Alfred Archer

Personal information
- Full name: Alfred German Archer
- Born: 6 December 1871 Richmond, Surrey, England
- Died: 25 July 1935 (aged 63) Seaford, Sussex, England
- Batting: Right-handed

International information
- National side: England;
- Only Test (cap 120): 1 April 1899 v South Africa

Career statistics
| Competition | Test | First-class |
| Matches | 1 | 12 |
| Runs scored | 31 | 231 |
| Batting average | 31.00 | 11.00 |
| 100s/50s | 0/0 | 0/0 |
| Top score | 24* | 43 |
| Catches/stumpings | 0/0 | 10/2 |
- Source: CricketArchive, 30 December 2021

= Alfred Archer =

English cricketer

Alfred German Archer (6 December 1871 in Richmond, Surrey, England – 15 July 1935 in Seaford, Sussex, England) was a cricketer who played for Worcestershire in 1900 and 1901. Archer also played one Test match for Lord Hawke's XI England on their 1898–99 tour to South Africa: this was his first appearance in first-class cricket.
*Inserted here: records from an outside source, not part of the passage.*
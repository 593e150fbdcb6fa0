//! Runtime configuration, deserialized from RON by `snowpack-config`.
//! Every field has a documented default in `constants`, so partial
//! documents are valid.

use serde::{Deserialize, Serialize};

use crate::constants::*;
use crate::types::PaintMode;

/// Complete configuration for one arena.
#[derive(Debug, Clone, PartialEq, Default, Serialize, Deserialize)]
#[serde(default)]
pub struct SnowpackConfig {
    pub field: FieldConfig,
    pub thermal: ThermalConfig,
    pub contact: ContactConfig,
    pub effects: EffectConfig,
    pub paint_mode: PaintMode,
}

/// Grid geometry and recovery.
#[derive(Debug, Clone, PartialEq, Serialize, Deserialize)]
#[serde(default)]
pub struct FieldConfig {
    /// Cells per side. The grid is always square.
    pub resolution: u32,
    /// Physical extent (X, Y) the grid covers, centered on the origin.
    pub world_size: [f32; 2],
    /// Displacement at height 0.0, forwarded to the shader.
    pub max_displacement: f32,
    /// Height regained per second by compressed cells.
    pub recovery_rate: f32,
}

impl Default for FieldConfig {
    fn default() -> Self {
        Self {
            resolution: DEFAULT_RESOLUTION,
            world_size: DEFAULT_WORLD_SIZE,
            max_displacement: DEFAULT_MAX_DISPLACEMENT,
            recovery_rate: DEFAULT_RECOVERY_RATE,
        }
    }
}

/// Day cycle, weather and melt/refreeze tuning.
#[derive(Debug, Clone, PartialEq, Serialize, Deserialize)]
#[serde(default)]
pub struct ThermalConfig {
    /// Hour of day at construction.
    pub start_hour: f32,
    /// Ambient temperature at construction (deg C).
    pub ambient_temperature: f32,
    /// Whether it is raining at construction.
    pub raining: bool,
    /// Game seconds per simulated second.
    pub time_scale: f32,
    /// Temperature added by full sun (deg C).
    pub solar_heating_max: f32,
    pub melt_threshold: f32,
    pub refreeze_threshold: f32,
    pub melt_rate_per_degree: f32,
    pub sun_melt_multiplier: f32,
    pub refreeze_rate: f32,
    pub rain_melt_rate: f32,
    /// Wetness at or above which refreezing cells count as ice.
    pub ice_wetness_threshold: f32,
    /// Cells at or below this height no longer melt.
    pub height_epsilon: f32,
    /// Widens the dormant band on both thresholds (deg C).
    /// 0.0 disables hysteresis.
    pub dead_band: f32,
}

impl Default for ThermalConfig {
    fn default() -> Self {
        Self {
            start_hour: DEFAULT_START_HOUR,
            ambient_temperature: DEFAULT_AMBIENT_TEMP_C,
            raining: false,
            time_scale: DEFAULT_TIME_SCALE,
            solar_heating_max: DEFAULT_SOLAR_HEATING_MAX_C,
            melt_threshold: DEFAULT_MELT_THRESHOLD_C,
            refreeze_threshold: DEFAULT_REFREEZE_THRESHOLD_C,
            melt_rate_per_degree: DEFAULT_MELT_RATE_PER_DEGREE,
            sun_melt_multiplier: DEFAULT_SUN_MELT_MULTIPLIER,
            refreeze_rate: DEFAULT_REFREEZE_RATE,
            rain_melt_rate: DEFAULT_RAIN_MELT_RATE,
            ice_wetness_threshold: DEFAULT_ICE_WETNESS_THRESHOLD,
            height_epsilon: DEFAULT_HEIGHT_EPSILON,
            dead_band: 0.0,
        }
    }
}

/// Contact sampling thresholds shared by all actors.
#[derive(Debug, Clone, PartialEq, Serialize, Deserialize)]
#[serde(default)]
pub struct ContactConfig {
    pub min_movement: f32,
    pub speed_normalization: f32,
    pub ground_contact_height: f32,
    pub reference_weight: f32,
}

impl Default for ContactConfig {
    fn default() -> Self {
        Self {
            min_movement: DEFAULT_MIN_MOVEMENT,
            speed_normalization: DEFAULT_SPEED_NORMALIZATION,
            ground_contact_height: DEFAULT_GROUND_CONTACT_HEIGHT,
            reference_weight: DEFAULT_REFERENCE_WEIGHT,
        }
    }
}

/// Per-actor contact parameters, supplied at registration.
#[derive(Debug, Clone, Copy, PartialEq, Serialize, Deserialize)]
#[serde(default)]
pub struct ActorProfile {
    /// Radius of each wheel's contact patch (world units).
    pub contact_radius: f32,
    /// Strength before speed and weight scaling.
    pub baseline_strength: f32,
    /// Actor weight (kg).
    pub weight: f32,
}

impl Default for ActorProfile {
    fn default() -> Self {
        Self {
            contact_radius: DEFAULT_CONTACT_RADIUS,
            baseline_strength: DEFAULT_BASELINE_STRENGTH,
            weight: DEFAULT_REFERENCE_WEIGHT,
        }
    }
}

/// Spray and grip tuning for the effect model.
#[derive(Debug, Clone, PartialEq, Serialize, Deserialize)]
#[serde(default)]
pub struct EffectConfig {
    pub spray_speed_threshold: f32,
    pub spray_normalization_range: f32,
    pub ice_grip: f32,
    pub loose_snow_grip_loss: f32,
}

impl Default for EffectConfig {
    fn default() -> Self {
        Self {
            spray_speed_threshold: DEFAULT_SPRAY_SPEED_THRESHOLD,
            spray_normalization_range: DEFAULT_SPRAY_NORMALIZATION_RANGE,
            ice_grip: DEFAULT_ICE_GRIP,
            loose_snow_grip_loss: DEFAULT_LOOSE_SNOW_GRIP_LOSS,
        }
    }
}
He also played for Incogniti (1897–1900), and I Zingari (1903).

Although Archer was a wicket-keeper, he did not keep wicket or bowl in the Test match in which he played, and he batted at number 10. Overall, Archer had an undistinguished career: he did not even get into the first XI at his school at Haileybury. Archer also turned out for the Marylebone Cricket Club and for minor counties Worcestershire, and Shropshire between 1894 and 1903 while playing at club level for Ludlow.